[Excerpts from a dataset]
Segment Open

//! Decoding `event_view` rows back into events.
//!
//! Each event spans one row per subject. Symbol columns hold interned ids
//! that are resolved through the [`Symbols`] caches; URI, text and storage
//! columns already carry their string values.

use std::collections::BTreeMap;

use rusqlite::{Connection, Row};
use zeit_core::{Event, EventId, Subject};

use crate::{Result, symbol::Symbols};

/// Columns selected by [`RawEventRow::from_row`], in order.
pub const EVENT_COLUMNS: &str = "id, timestamp, interpretation, manifestation, actor, payload, \
  event_origin_uri, subj_uri, subj_current_uri, subj_interpretation, subj_manifestation, \
  subj_origin_uri, subj_mimetype, subj_text, subj_storage";

/// One `(event, subject)` row with symbols still interned.
#[derive(Debug)]
pub struct RawEventRow {
  pub id:                  EventId,
  pub timestamp:           i64,
  pub interpretation:      i64,
  pub manifestation:       i64,
  pub actor:               i64,
  pub payload:             Option<Vec<u8>>,
  pub origin:              Option<String>,
  pub subj_uri:            Option<String>,
  pub subj_current_uri:    Option<String>,
  pub subj_interpretation: i64,
  pub subj_manifestation:  i64,
  pub subj_origin:         Option<String>,
  pub subj_mimetype:       Option<i64>,
  pub subj_text:           Option<String>,
  pub subj_storage:        Option<String>,
}

impl RawEventRow {
  pub fn from_row(row: &Row<'_>) -> rusqlite::Result<Self> {
    Ok(Self {
      id:                  row.get(0)?,
      timestamp:           row.get(1)?,
      interpretation:      row.get(2)?,
      manifestation:       row.get(3)?,
      actor:               row.get(4)?,
      payload:             row.get(5)?,
      origin:              row.get(6)?,
      subj_uri:            row.get(7)?,
      subj_current_uri:    row.get(8)?,
      subj_interpretation: row.get(9)?,
      subj_manifestation:  row.get(10)?,
      subj_origin:         row.get(11)?,
      subj_mimetype:       row.get(12)?,
      subj_text:           row.get(13)?,
      subj_storage:        row.get(14)?,
    })
  }

  fn event(&self, conn: &Connection, symbols: &mut Symbols) -> Result<Event> {
    Ok(Event {
      id:             Some(self.id),
      timestamp:      self.timestamp,
      interpretation: symbols.interpretation.symbol_for(conn, self.interpretation)?,
      manifestation:  symbols.manifestation.symbol_for(conn, self.manifestation)?,
      actor:          symbols.actor.symbol_for(conn, self.actor)?,
      origin:         self.origin.clone(),
      payload:        self.payload.clone().unwrap_or_default(),
      subjects:       Vec::new(),
    })
  }

  fn subject(self, conn: &Connection, symbols: &mut Symbols) -> Result<Subject> {
    let mimetype = self
      .subj_mimetype
      .map(|id| symbols.mimetype.symbol_for(conn, id))
      .transpose()?;
    Ok(Subject {
      uri: self.subj_uri.unwrap_or_default(),
      current_uri: self.subj_current_uri.unwrap_or_default(),
      interpretation: symbols.interpretation.symbol_for(conn, self.subj_interpretation)?,
      manifestation: symbols.manifestation.symbol_for(conn, self.subj_manifestation)?,
      origin: self.subj_origin,
      mimetype,
      text: self.subj_text,
      storage: self.subj_storage,
    })
  }
}

/// Group rows by event id. An event with any undecodable row is an `Err`
/// in its slot; the rest are unaffected.
pub fn collate(
  rows: Vec<RawEventRow>,
  conn: &Connection,
  symbols: &mut Symbols,
) -> BTreeMap<EventId, Result<Event>> {
  let mut events: BTreeMap<EventId, Result<Event>> = BTreeMap::new();
  for row in rows {
    let id = row.id;
    let slot = events.entry(id).or_insert_with(|| row.event(conn, symbols));
    let Ok(event) = slot else {
      continue;
    };
    match row.subject(conn, symbols) {
      Ok(subject) => event.subjects.push(subject),
      Err(e) => *slot = Err(e),
    }
  }
  events
}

Segment Closed

▸ Work task
The job here is to find each line above with the word "clone" and copy it.

▸ Solved problem
      origin:         self.origin.clone(),
      payload:        self.payload.clone().unwrap_or_default(),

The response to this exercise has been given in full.